▶ _Activity_: Everything from the line containing "let token = AuthToken::insert(&mut" through the line containing "by primary key" should be repeated exactly, and nothing else from the data.

▶ _Available data_:
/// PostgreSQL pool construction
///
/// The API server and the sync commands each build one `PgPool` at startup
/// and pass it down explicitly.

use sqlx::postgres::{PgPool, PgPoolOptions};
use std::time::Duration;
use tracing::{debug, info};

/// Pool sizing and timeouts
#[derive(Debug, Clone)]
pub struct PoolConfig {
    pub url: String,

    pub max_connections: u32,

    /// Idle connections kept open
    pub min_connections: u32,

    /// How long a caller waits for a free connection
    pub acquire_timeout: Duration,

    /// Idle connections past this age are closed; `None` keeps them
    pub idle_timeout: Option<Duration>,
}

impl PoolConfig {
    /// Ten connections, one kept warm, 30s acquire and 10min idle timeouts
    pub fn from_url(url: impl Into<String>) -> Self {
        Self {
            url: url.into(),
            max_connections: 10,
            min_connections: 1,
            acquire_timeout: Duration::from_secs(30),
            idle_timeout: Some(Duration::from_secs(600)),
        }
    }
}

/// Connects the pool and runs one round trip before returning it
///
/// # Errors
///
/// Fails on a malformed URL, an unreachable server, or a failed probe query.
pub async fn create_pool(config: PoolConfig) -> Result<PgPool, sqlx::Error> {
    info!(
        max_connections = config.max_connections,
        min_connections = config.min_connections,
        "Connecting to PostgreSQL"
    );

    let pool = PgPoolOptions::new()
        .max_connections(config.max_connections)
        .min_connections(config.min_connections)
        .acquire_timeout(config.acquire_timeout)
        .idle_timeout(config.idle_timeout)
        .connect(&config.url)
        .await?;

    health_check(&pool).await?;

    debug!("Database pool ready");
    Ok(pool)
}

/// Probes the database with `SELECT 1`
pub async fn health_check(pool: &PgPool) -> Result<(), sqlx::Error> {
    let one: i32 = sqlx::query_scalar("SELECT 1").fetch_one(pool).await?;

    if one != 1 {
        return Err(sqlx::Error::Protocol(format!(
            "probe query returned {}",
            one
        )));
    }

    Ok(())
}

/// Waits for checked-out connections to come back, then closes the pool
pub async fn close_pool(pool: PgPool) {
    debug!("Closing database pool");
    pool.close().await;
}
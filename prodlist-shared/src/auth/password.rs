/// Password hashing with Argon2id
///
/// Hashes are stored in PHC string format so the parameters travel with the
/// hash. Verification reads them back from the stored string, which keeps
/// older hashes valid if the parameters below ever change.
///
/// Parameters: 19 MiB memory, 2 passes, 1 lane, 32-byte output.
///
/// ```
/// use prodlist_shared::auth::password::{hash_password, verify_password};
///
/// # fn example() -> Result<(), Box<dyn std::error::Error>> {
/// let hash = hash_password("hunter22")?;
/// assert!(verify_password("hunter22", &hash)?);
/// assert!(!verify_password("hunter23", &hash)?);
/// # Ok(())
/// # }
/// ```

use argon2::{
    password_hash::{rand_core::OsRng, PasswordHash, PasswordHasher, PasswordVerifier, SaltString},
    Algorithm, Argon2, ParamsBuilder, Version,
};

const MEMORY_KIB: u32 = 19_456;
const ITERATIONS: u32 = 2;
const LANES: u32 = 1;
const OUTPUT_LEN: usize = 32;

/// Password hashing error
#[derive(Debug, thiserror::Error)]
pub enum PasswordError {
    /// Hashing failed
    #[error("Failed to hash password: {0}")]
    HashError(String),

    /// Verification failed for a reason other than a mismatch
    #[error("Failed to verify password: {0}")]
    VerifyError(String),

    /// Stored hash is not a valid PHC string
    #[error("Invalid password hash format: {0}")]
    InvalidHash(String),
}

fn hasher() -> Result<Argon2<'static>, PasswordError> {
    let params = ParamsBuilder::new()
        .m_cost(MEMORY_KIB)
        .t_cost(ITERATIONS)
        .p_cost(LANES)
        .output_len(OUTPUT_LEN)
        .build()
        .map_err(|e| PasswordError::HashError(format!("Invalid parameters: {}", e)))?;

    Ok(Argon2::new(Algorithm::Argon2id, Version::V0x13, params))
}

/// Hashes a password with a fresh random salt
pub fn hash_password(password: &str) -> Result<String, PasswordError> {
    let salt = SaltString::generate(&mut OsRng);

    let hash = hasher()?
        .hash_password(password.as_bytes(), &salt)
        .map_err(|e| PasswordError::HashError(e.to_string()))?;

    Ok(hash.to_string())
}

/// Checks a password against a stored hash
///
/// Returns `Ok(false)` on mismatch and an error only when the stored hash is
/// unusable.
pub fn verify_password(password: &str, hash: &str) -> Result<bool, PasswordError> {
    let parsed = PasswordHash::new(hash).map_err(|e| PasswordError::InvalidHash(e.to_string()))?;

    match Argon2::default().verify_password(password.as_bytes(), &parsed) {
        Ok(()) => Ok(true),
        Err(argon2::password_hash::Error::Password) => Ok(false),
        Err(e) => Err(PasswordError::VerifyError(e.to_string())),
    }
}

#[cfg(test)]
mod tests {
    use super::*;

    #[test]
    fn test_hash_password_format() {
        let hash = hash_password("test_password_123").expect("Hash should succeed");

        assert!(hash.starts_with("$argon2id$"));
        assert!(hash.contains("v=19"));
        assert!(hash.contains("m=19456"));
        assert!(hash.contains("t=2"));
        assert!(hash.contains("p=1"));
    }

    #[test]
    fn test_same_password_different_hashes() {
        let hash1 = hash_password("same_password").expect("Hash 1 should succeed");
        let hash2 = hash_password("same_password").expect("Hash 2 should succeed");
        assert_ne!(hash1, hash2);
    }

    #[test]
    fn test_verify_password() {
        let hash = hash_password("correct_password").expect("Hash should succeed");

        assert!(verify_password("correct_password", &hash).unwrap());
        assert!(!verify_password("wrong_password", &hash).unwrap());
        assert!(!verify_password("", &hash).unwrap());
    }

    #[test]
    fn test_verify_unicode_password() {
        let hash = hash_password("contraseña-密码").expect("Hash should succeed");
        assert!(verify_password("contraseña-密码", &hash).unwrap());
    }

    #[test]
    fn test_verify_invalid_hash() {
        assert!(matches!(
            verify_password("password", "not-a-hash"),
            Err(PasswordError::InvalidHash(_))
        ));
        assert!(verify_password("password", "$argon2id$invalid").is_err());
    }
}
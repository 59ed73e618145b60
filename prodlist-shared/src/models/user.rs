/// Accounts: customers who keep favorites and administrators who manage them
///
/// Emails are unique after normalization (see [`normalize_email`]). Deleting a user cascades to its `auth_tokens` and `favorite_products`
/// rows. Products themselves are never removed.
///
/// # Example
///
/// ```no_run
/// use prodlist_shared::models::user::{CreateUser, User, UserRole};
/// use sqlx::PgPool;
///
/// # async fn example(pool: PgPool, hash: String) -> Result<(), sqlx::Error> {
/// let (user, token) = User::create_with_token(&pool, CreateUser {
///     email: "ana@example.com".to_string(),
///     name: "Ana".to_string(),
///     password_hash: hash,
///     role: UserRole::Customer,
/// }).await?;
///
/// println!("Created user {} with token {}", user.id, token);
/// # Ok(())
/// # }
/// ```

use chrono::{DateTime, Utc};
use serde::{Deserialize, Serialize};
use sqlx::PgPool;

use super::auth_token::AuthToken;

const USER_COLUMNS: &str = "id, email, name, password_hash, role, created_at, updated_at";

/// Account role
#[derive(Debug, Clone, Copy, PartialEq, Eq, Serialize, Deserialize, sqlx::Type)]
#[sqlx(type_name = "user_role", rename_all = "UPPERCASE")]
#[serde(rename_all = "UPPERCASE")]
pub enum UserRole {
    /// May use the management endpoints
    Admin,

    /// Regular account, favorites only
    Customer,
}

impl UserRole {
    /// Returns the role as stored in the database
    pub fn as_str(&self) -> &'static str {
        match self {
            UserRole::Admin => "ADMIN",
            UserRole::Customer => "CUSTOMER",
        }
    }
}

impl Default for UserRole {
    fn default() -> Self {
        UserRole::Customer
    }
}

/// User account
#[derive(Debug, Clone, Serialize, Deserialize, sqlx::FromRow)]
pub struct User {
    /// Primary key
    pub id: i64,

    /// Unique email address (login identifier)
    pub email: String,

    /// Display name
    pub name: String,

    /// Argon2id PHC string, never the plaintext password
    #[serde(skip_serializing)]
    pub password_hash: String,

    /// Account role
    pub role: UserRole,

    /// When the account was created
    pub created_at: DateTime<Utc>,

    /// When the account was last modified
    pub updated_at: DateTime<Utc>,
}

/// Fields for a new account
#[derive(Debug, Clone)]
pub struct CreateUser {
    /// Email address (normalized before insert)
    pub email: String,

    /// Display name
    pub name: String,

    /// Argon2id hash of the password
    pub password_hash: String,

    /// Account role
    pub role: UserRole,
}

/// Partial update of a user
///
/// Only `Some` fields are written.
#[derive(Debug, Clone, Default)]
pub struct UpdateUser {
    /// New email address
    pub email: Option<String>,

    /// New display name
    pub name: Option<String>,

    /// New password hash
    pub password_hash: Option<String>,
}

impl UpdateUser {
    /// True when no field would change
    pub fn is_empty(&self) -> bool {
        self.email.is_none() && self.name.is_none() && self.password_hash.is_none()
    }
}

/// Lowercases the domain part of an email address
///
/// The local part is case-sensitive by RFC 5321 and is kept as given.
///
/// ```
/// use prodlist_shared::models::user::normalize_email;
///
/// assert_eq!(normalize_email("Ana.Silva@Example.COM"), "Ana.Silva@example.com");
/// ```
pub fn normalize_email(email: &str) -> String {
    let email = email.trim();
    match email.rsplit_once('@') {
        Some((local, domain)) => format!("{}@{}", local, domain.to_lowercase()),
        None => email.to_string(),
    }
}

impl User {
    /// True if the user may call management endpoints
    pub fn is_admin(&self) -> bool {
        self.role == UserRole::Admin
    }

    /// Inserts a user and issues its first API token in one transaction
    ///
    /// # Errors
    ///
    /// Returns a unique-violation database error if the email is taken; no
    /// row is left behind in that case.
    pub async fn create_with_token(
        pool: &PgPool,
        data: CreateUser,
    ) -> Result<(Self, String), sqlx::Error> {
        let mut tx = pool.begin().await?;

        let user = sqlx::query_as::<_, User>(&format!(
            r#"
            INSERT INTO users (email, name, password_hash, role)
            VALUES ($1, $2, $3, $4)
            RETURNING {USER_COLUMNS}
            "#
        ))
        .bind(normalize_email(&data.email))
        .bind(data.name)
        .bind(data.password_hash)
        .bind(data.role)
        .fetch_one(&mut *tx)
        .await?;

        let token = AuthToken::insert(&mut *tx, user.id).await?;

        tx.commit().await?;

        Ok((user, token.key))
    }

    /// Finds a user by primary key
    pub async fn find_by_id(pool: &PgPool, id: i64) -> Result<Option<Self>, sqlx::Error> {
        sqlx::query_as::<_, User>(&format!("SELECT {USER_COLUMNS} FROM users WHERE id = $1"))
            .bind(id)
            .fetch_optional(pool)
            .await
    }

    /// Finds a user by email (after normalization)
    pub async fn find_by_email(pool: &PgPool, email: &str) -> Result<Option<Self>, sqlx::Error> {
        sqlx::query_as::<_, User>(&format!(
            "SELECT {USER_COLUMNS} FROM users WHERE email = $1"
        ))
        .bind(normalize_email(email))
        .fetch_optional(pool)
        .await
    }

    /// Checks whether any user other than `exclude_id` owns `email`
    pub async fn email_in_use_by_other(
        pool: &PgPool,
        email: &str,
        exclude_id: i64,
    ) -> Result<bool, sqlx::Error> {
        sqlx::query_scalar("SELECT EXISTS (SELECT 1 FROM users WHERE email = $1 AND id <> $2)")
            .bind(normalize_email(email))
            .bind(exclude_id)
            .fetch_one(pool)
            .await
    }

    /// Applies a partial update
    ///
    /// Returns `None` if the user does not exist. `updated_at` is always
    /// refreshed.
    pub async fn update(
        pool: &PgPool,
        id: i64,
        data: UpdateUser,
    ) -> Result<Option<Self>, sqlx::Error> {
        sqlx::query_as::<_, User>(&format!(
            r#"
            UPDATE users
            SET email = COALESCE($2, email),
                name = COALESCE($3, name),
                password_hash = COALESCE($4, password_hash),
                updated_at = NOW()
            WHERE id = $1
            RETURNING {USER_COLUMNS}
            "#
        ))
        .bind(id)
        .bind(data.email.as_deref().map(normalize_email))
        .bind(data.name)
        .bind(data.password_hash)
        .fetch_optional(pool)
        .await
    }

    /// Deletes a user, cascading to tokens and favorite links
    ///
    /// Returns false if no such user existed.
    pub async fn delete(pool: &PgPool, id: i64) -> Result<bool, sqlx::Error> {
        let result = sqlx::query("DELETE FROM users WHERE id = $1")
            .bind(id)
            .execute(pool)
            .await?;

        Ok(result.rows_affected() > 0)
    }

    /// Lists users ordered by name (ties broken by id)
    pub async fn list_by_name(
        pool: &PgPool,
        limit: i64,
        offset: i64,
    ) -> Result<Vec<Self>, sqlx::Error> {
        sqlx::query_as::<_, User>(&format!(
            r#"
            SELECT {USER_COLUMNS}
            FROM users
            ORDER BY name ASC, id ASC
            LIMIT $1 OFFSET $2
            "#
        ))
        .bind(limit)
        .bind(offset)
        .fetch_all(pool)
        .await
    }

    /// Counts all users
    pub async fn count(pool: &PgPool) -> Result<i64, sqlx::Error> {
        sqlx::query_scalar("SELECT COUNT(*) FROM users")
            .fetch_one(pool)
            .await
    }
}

▶ _Exercise result_:
        let token = AuthToken::insert(&mut *tx, user.id).await?;

        tx.commit().await?;

        Ok((user, token.key))
    }

    /// Finds a user by primary key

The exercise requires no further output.